É o que vê nas aberturas do PIB de 2023. Apesar de um crescimento forte de 2,9%, a expansão foi concentrada no primeiro semestre e é explicada por setores ligados à exportação de commodities, principalmente a agropecuária. 

Este tipo de crescimento talvez não seja percebido pela população. Pelo contrário. O PIB do comércio mostrou contração no segundo semestre e o consumo das famílias teve queda nos últimos três meses de 2023. Mesmo com renda favorável, explicada por emprego elevado e expansão fiscal, o aperto monetário trouxe impactos negativos no consumo de bens mais sensíveis ao crédito. 

Outra hipótese é que apesar do recuo da inflação em todo o mundo, os níveis de preços seguem elevados e influenciam a percepção sobre o custo de vida. 

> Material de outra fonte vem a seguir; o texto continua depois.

//! Rowan-based parser for `.msg` sources
//!
//! This module provides a lossless parser using:
//! - the **indentation transcoder** to turn indentation into block markers
//! - **logos** for fast lexing
//! - **rowan** for the CST (Concrete Syntax Tree)
//!
//! ## Architecture
//!
//! ```text
//! Source Text
//!     ↓
//! Transcoder → text with <INDENT>/<DEDENT> lines + SourceMap
//!     ↓
//! Lexer (logos) → Tokens with SyntaxKind
//!     ↓
//! Parser → GreenNode tree (immutable, cheap to clone)
//!     ↓
//! SyntaxNode (rowan) → CST with parent pointers
//!     ↓
//! AST layer → Typed wrappers over SyntaxNode
//!     ↓
//! HIR → Semantic model
//! ```
//!
//! The semantic layers only depend on the [`SourceParser`] trait; [`MsgParser`]
//! is the implementation shipped with the crate.

#[allow(clippy::module_inception)]
mod parser;

pub mod ast;
pub mod indent;
mod lexer;
mod syntax_kind;

pub use ast::*;
pub use indent::{IndentationError, SourceMap, Transcoded, Transcoder};
pub use lexer::{Lexer, Token, tokenize};
pub use parser::{Parse, SyntaxError, parse};
pub use syntax_kind::{MsgLanguage, SyntaxElement, SyntaxKind, SyntaxNode, SyntaxToken};

/// Re-export rowan types for convenience
pub use rowan::{GreenNode, TextRange, TextSize};

use crate::base::{LineIndex, Position};

/// A syntax error translated to source coordinates.
#[derive(Debug, Clone, PartialEq, Eq)]
pub struct LocatedSyntaxError {
    pub message: String,
    pub position: Position,
}

/// Why a source text could not be turned into a syntax tree.
#[derive(Debug, Clone, PartialEq, Eq, thiserror::Error)]
pub enum ParseFailure {
    #[error(transparent)]
    Indentation(#[from] IndentationError),
    #[error("{} syntax error(s)", .0.len())]
    Syntax(Vec<LocatedSyntaxError>),
}

/// A parsed file: the syntax tree plus everything needed to report
/// positions in original source coordinates.
#[derive(Debug, Clone)]
pub struct ParsedSource {
    green: GreenNode,
    source_map: SourceMap,
    line_index: LineIndex,
    errors: Vec<SyntaxError>,
}

impl ParsedSource {
    pub fn new(parse: Parse, transcoded: &Transcoded) -> Self {
        Self {
            green: parse.green,
            source_map: transcoded.source_map.clone(),
            line_index: LineIndex::new(&transcoded.text),
            errors: parse.errors,
        }
    }

    /// Get the root syntax node
    pub fn syntax(&self) -> SyntaxNode {
        SyntaxNode::new_root(self.green.clone())
    }

    pub fn green(&self) -> &GreenNode {
        &self.green
    }

    pub fn errors(&self) -> &[SyntaxError] {
        &self.errors
    }

    pub fn ok(&self) -> bool {
        self.errors.is_empty()
    }

    /// Source position of an offset into the transcoded text.
    pub fn position(&self, offset: TextSize) -> Position {
        self.source_map.position(self.line_index.line_col(offset))
    }

    /// Source position of the first significant token of `node`.
    pub fn node_position(&self, node: &SyntaxNode) -> Position {
        let offset = ast::first_significant_token(node)
            .map(|t| t.text_range().start())
            .unwrap_or_else(|| node.text_range().start());
        self.position(offset)
    }

    /// Syntax errors in source coordinates.
    pub fn located_errors(&self) -> Vec<LocatedSyntaxError> {
        self.errors
            .iter()
            .map(|e| LocatedSyntaxError {
                message: e.message.clone(),
                position: self.position(e.range.start()),
            })
            .collect()
    }
}

/// The grammar capability used by the validation pipeline.
///
/// Implementations turn raw `.msg` text into a syntax tree of the grammar in
/// [`parser`](self) and must reject any text with indentation or syntax errors.
pub trait SourceParser {
    fn parse(&self, text: &str) -> Result<ParsedSource, ParseFailure>;
}

/// Transcoder + logos lexer + recursive-descent parser.
#[derive(Debug, Clone, Copy, Default)]
pub struct MsgParser {
    transcoder: Transcoder,
}

impl MsgParser {
    pub fn new(tab_size: usize) -> Self {
        Self {
            transcoder: Transcoder::new(tab_size),
        }
    }

    pub fn from_config(config: &crate::config::Config) -> Self {
        Self::new(config.tab_size)
    }

    /// Parse and keep the tree even when it has syntax errors.
    pub fn parse_lenient(&self, text: &str) -> Result<ParsedSource, IndentationError> {
        let transcoded = self.transcoder.transcode(text)?;
        let parse = parse(&transcoded.text);
        Ok(ParsedSource::new(parse, &transcoded))
    }
}

impl SourceParser for MsgParser {
    fn parse(&self, text: &str) -> Result<ParsedSource, ParseFailure> {
        let parsed = self.parse_lenient(text)?;
        if parsed.ok() {
            Ok(parsed)
        } else {
            Err(ParseFailure::Syntax(parsed.located_errors()))
        }
    }
}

Em função destes argumentos, é preciso cautela para não extrapolar o desemprenho recente das pesquisas. Na série trimestral, trata-se apenas de uma observação. Houve outras situações de desvio no passado que não representaram uma mudança de tendência na avaliação de governo. Quando se usam dados anuais, por exemplo, a popularidade voltou a acompanhar o desempenho do comércio depois do descolamento em 2021. 

O mais provável é que a popularidade ainda seja influenciada pela economia e que a queda na avaliação de governo observada neste início de ano se deva a ruídos e oscilações normais de curto prazo. 3 

Neste caso, as perspectivas para o consumo importam mais que o dado pontual de popularidade do primeiro trimestre deste ano, e a leitura é positiva para o governo. 

Além de confiança e renda sustentarem níveis favoráveis, a grande diferença em termos de dinâmica econômica esperada para 2024 é a redução dos juros e a recuperação do crédito. Há uma grande chance de o comércio mostrar aceleração e compensar parte dos efeitos negativos gerados pela menor produção agrícola. 

O começo do ano, portanto, pode não ser um divisor de águas na avaliação de governo. Ironicamente, deverá vir do Banco Central a grande ajuda para sustentar a popularidade do Presidente.